Given information:
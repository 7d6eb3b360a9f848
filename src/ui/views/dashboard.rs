use crate::LearnApp;
use crate::app::navigation::DEFAULT_COURSE;
use crate::code_utils::parse_hex_color;
use crate::model::ViewMode;
use crate::ui::helpers::big_list_button;
use crate::ui::layout::simple_panel;
use egui::{Context, ProgressBar, RichText};

pub fn ui_dashboard(app: &mut LearnApp, ctx: &Context) {
    let cards = app.course_cards();
    let rows = app.achievement_rows();
    let path = app.store.learning_path().to_vec();
    let display_name = app.settings.display_name.clone();

    // Acción elegida en este frame (se aplica al final)
    let mut go_to: Option<(String, ViewMode)> = None;

    simple_panel(ctx, 900.0, |ui| {
        ui.heading(format!("Welcome Back, {display_name}!"));
        ui.add_space(4.0);
        ui.label("Continue your journey to becoming a web developer.");
        ui.add_space(8.0);
        if ui.button("▶ Continue Learning").clicked() {
            go_to = Some((DEFAULT_COURSE.to_owned(), ViewMode::Lesson));
        }

        ui.add_space(16.0);
        ui.separator();
        ui.heading("📈 Your Progress");
        ui.add_space(6.0);
        for card in &cards {
            ui.horizontal(|ui| {
                ui.label(RichText::new(&card.title).strong());
                ui.weak(format!(
                    "{}/{} lessons",
                    card.progress.completed_lessons, card.progress.total_lessons
                ));
            });
            ui.add(
                ProgressBar::new(card.mastery as f32 / 100.0)
                    .fill(parse_hex_color(&card.color))
                    .text(format!("{}% mastery", card.mastery)),
            );
            ui.add_space(6.0);
        }

        ui.add_space(12.0);
        ui.separator();
        ui.heading("📚 Courses");
        ui.add_space(6.0);
        for card in &cards {
            ui.label(&card.description);
            if big_list_button(ui, card.label(), 320.0, 32.0, !card.coming_soon) {
                go_to = Some((card.id.clone(), ViewMode::Lesson));
            }
            ui.add_space(6.0);
        }

        if !path.is_empty() {
            ui.add_space(12.0);
            ui.separator();
            ui.heading("🧭 Learning Path");
            ui.add_space(6.0);
            for (i, step) in path.iter().enumerate() {
                ui.label(format!("{}. {}", i + 1, step.label));
            }
        }

        ui.add_space(12.0);
        ui.separator();
        ui.heading("🏆 Achievements");
        ui.add_space(6.0);
        for row in rows.iter().take(3) {
            ui.horizontal(|ui| {
                ui.label(if row.earned { "🏅" } else { "🔒" });
                ui.label(RichText::new(&row.title).strong());
                ui.weak(&row.description);
            });
        }
    });

    if let Some((course, mode)) = go_to {
        app.navigate_to_module(&course, mode);
    }
}
use serde::{Deserialize, Serialize};

/// Preferencias del usuario. Se guardan en el almacenamiento de eframe;
/// el progreso de aprendizaje no.
#[derive(Serialize, Deserialize, Debug, Clone, PartialEq)]
#[serde(default)]
pub struct Settings {
    pub display_name: String,
    pub email: String,
    pub dark_mode: bool,
    pub show_notifications: bool,
    pub assistant_enabled: bool,
}

impl Default for Settings {
    fn default() -> Self {
        Self {
            display_name: "Web Dev Student".into(),
            email: "student@example.com".into(),
            dark_mode: false,
            show_notifications: true,
            assistant_enabled: true,
        }
    }
}

impl Settings {
    pub fn visuals(&self) -> egui::Visuals {
        if self.dark_mode {
            egui::Visuals::dark()
        } else {
            egui::Visuals::light()
        }
    }
}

About this task: Retype exactly the lines of the data above that fall between the line with "ProgressBar::new(card.mastery as f32" and the line with "320.0, 32.0, !card.coming_soon)", inclusive, and add nothing.

Task solution:
                ProgressBar::new(card.mastery as f32 / 100.0)
                    .fill(parse_hex_color(&card.color))
                    .text(format!("{}% mastery", card.mastery)),
            );
            ui.add_space(6.0);
        }

        ui.add_space(12.0);
        ui.separator();
        ui.heading("📚 Courses");
        ui.add_space(6.0);
        for card in &cards {
            ui.label(&card.description);
            if big_list_button(ui, card.label(), 320.0, 32.0, !card.coming_soon) {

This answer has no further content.